▸ Activity:
Word for word, restate all of the entries.

▸ Source data:
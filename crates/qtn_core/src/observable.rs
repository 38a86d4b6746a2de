//! Observables for QTN
//!
//! Gantree: L1_Circuit → Observable

use crate::types::Wires;
use num_complex::Complex64;
use serde::{Deserialize, Serialize};
use std::fmt;

/// Flavour of a weighted sum of observables
#[derive(Debug, Clone, Copy, PartialEq, Eq, Hash, Serialize, Deserialize)]
pub enum SumKind {
    /// Legacy Hamiltonian
    Hamiltonian,
    /// Linear combination of operators
    LinearCombination,
}

impl SumKind {
    /// Name of the observable class
    pub fn name(&self) -> &'static str {
        match self {
            SumKind::Hamiltonian => "Hamiltonian",
            SumKind::LinearCombination => "LinearCombination",
        }
    }
}

/// Observable measured by an expectation value or variance
/// Gantree: Observable // 관측량
#[derive(Debug, Clone, PartialEq, Serialize, Deserialize)]
pub enum Observable {
    /// Named single-wire observable (`Identity`, `Hadamard`, `PauliX`, ...)
    Named { name: String, wires: Wires },

    /// Hermitian matrix, row-major
    Hermitian { matrix: Vec<Complex64>, wires: Wires },

    /// Projector onto a basis state (bits) or a state vector (amplitudes)
    Projector { state: Vec<f64>, wires: Wires },

    /// Sparse Hamiltonian given as (row, col, value) triplets
    SparseHamiltonian {
        entries: Vec<(usize, usize, Complex64)>,
        wires: Wires,
    },

    /// Weighted sum of observables
    Sum {
        kind: SumKind,
        coeffs: Vec<f64>,
        terms: Vec<Observable>,
    },

    /// Tensor product of observables
    Prod(Vec<Observable>),
}

impl Observable {
    // ========================================================================
    // Constructors
    // ========================================================================

    /// Identity
    pub fn identity(wire: impl Into<Wires>) -> Self {
        Self::named("Identity", wire)
    }

    /// Hadamard
    pub fn hadamard(wire: impl Into<Wires>) -> Self {
        Self::named("Hadamard", wire)
    }

    /// Pauli-X
    pub fn x(wire: impl Into<Wires>) -> Self {
        Self::named("PauliX", wire)
    }

    /// Pauli-Y
    pub fn y(wire: impl Into<Wires>) -> Self {
        Self::named("PauliY", wire)
    }

    /// Pauli-Z
    pub fn z(wire: impl Into<Wires>) -> Self {
        Self::named("PauliZ", wire)
    }

    /// Any named observable
    pub fn named(name: impl Into<String>, wires: impl Into<Wires>) -> Self {
        Observable::Named {
            name: name.into(),
            wires: wires.into(),
        }
    }

    /// Hermitian matrix observable
    pub fn hermitian(matrix: Vec<Complex64>, wires: impl Into<Wires>) -> Self {
        Observable::Hermitian {
            matrix,
            wires: wires.into(),
        }
    }

    /// Projector observable
    pub fn projector(state: Vec<f64>, wires: impl Into<Wires>) -> Self {
        Observable::Projector {
            state,
            wires: wires.into(),
        }
    }

    /// Hamiltonian sum
    pub fn hamiltonian(coeffs: Vec<f64>, terms: Vec<Observable>) -> Self {
        Observable::Sum {
            kind: SumKind::Hamiltonian,
            coeffs,
            terms,
        }
    }

    /// Linear combination sum
    pub fn linear_combination(coeffs: Vec<f64>, terms: Vec<Observable>) -> Self {
        Observable::Sum {
            kind: SumKind::LinearCombination,
            coeffs,
            terms,
        }
    }

    // ========================================================================
    // Properties
    // ========================================================================

    /// Class name of the observable
    pub fn name(&self) -> &str {
        match self {
            Observable::Named { name, .. } => name,
            Observable::Hermitian { .. } => "Hermitian",
            Observable::Projector { .. } => "Projector",
            Observable::SparseHamiltonian { .. } => "SparseHamiltonian",
            Observable::Sum { kind, .. } => kind.name(),
            Observable::Prod(_) => "Prod",
        }
    }

    /// Wires the observable acts on
    pub fn wires(&self) -> Wires {
        match self {
            Observable::Named { wires, .. }
            | Observable::Hermitian { wires, .. }
            | Observable::Projector { wires, .. }
            | Observable::SparseHamiltonian { wires, .. } => wires.clone(),
            Observable::Sum { terms, .. } | Observable::Prod(terms) => terms
                .iter()
                .flat_map(|t| t.wires().labels().to_vec())
                .collect(),
        }
    }

    /// Sub-observables of a composite (empty for leaves)
    pub fn terms(&self) -> &[Observable] {
        match self {
            Observable::Sum { terms, .. } | Observable::Prod(terms) => terms,
            _ => &[],
        }
    }

    /// Check if the observable is built from other observables
    pub fn is_composite(&self) -> bool {
        matches!(self, Observable::Sum { .. } | Observable::Prod(_))
    }
}

impl fmt::Display for Observable {
    fn fmt(&self, f: &mut fmt::Formatter<'_>) -> fmt::Result {
        write!(f, "{} {}", self.name(), self.wires())
    }
}

// ============================================================================
// Tests
// ============================================================================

▸ Written response:
filename crates/qtn_core/src/observable.rs
repository 38a86d4b6746a2de
//! Observables for QTN
//!
//! Gantree: L1_Circuit → Observable

use crate::types::Wires;
use num_complex::Complex64;
use serde::{Deserialize, Serialize};
use std::fmt;

/// Flavour of a weighted sum of observables
#[derive(Debug, Clone, Copy, PartialEq, Eq, Hash, Serialize, Deserialize)]
pub enum SumKind {
    /// Legacy Hamiltonian
    Hamiltonian,
    /// Linear combination of operators
    LinearCombination,
}

impl SumKind {
    /// Name of the observable class
    pub fn name(&self) -> &'static str {
        match self {
            SumKind::Hamiltonian => "Hamiltonian",
            SumKind::LinearCombination => "LinearCombination",
        }
    }
}

/// Observable measured by an expectation value or variance
/// Gantree: Observable // 관측량
#[derive(Debug, Clone, PartialEq, Serialize, Deserialize)]
pub enum Observable {
    /// Named single-wire observable (`Identity`, `Hadamard`, `PauliX`, ...)
    Named { name: String, wires: Wires },

    /// Hermitian matrix, row-major
    Hermitian { matrix: Vec<Complex64>, wires: Wires },

    /// Projector onto a basis state (bits) or a state vector (amplitudes)
    Projector { state: Vec<f64>, wires: Wires },

    /// Sparse Hamiltonian given as (row, col, value) triplets
    SparseHamiltonian {
        entries: Vec<(usize, usize, Complex64)>,
        wires: Wires,
    },

    /// Weighted sum of observables
    Sum {
        kind: SumKind,
        coeffs: Vec<f64>,
        terms: Vec<Observable>,
    },

    /// Tensor product of observables
    Prod(Vec<Observable>),
}

impl Observable {
    // ========================================================================
    // Constructors
    // ========================================================================

    /// Identity
    pub fn identity(wire: impl Into<Wires>) -> Self {
        Self::named("Identity", wire)
    }

    /// Hadamard
    pub fn hadamard(wire: impl Into<Wires>) -> Self {
        Self::named("Hadamard", wire)
    }

    /// Pauli-X
    pub fn x(wire: impl Into<Wires>) -> Self {
        Self::named("PauliX", wire)
    }

    /// Pauli-Y
    pub fn y(wire: impl Into<Wires>) -> Self {
        Self::named("PauliY", wire)
    }

    /// Pauli-Z
    pub fn z(wire: impl Into<Wires>) -> Self {
        Self::named("PauliZ", wire)
    }

    /// Any named observable
    pub fn named(name: impl Into<String>, wires: impl Into<Wires>) -> Self {
        Observable::Named {
            name: name.into(),
            wires: wires.into(),
        }
    }

    /// Hermitian matrix observable
    pub fn hermitian(matrix: Vec<Complex64>, wires: impl Into<Wires>) -> Self {
        Observable::Hermitian {
            matrix,
            wires: wires.into(),
        }
    }

    /// Projector observable
    pub fn projector(state: Vec<f64>, wires: impl Into<Wires>) -> Self {
        Observable::Projector {
            state,
            wires: wires.into(),
        }
    }

    /// Hamiltonian sum
    pub fn hamiltonian(coeffs: Vec<f64>, terms: Vec<Observable>) -> Self {
        Observable::Sum {
            kind: SumKind::Hamiltonian,
            coeffs,
            terms,
        }
    }

    /// Linear combination sum
    pub fn linear_combination(coeffs: Vec<f64>, terms: Vec<Observable>) -> Self {
        Observable::Sum {
            kind: SumKind::LinearCombination,
            coeffs,
            terms,
        }
    }

    // ========================================================================
    // Properties
    // ========================================================================

    /// Class name of the observable
    pub fn name(&self) -> &str {
        match self {
            Observable::Named { name, .. } => name,
            Observable::Hermitian { .. } => "Hermitian",
            Observable::Projector { .. } => "Projector",
            Observable::SparseHamiltonian { .. } => "SparseHamiltonian",
            Observable::Sum { kind, .. } => kind.name(),
            Observable::Prod(_) => "Prod",
        }
    }

    /// Wires the observable acts on
    pub fn wires(&self) -> Wires {
        match self {
            Observable::Named { wires, .. }
            | Observable::Hermitian { wires, .. }
            | Observable::Projector { wires, .. }
            | Observable::SparseHamiltonian { wires, .. } => wires.clone(),
            Observable::Sum { terms, .. } | Observable::Prod(terms) => terms
                .iter()
                .flat_map(|t| t.wires().labels().to_vec())
                .collect(),
        }
    }

    /// Sub-observables of a composite (empty for leaves)
    pub fn terms(&self) -> &[Observable] {
        match self {
            Observable::Sum { terms, .. } | Observable::Prod(terms) => terms,
            _ => &[],
        }
    }

    /// Check if the observable is built from other observables
    pub fn is_composite(&self) -> bool {
        matches!(self, Observable::Sum { .. } | Observable::Prod(_))
    }
}

impl fmt::Display for Observable {
    fn fmt(&self, f: &mut fmt::Formatter<'_>) -> fmt::Result {
        write!(f, "{} {}", self.name(), self.wires())
    }
}

// ============================================================================
// Tests
// ============================================================================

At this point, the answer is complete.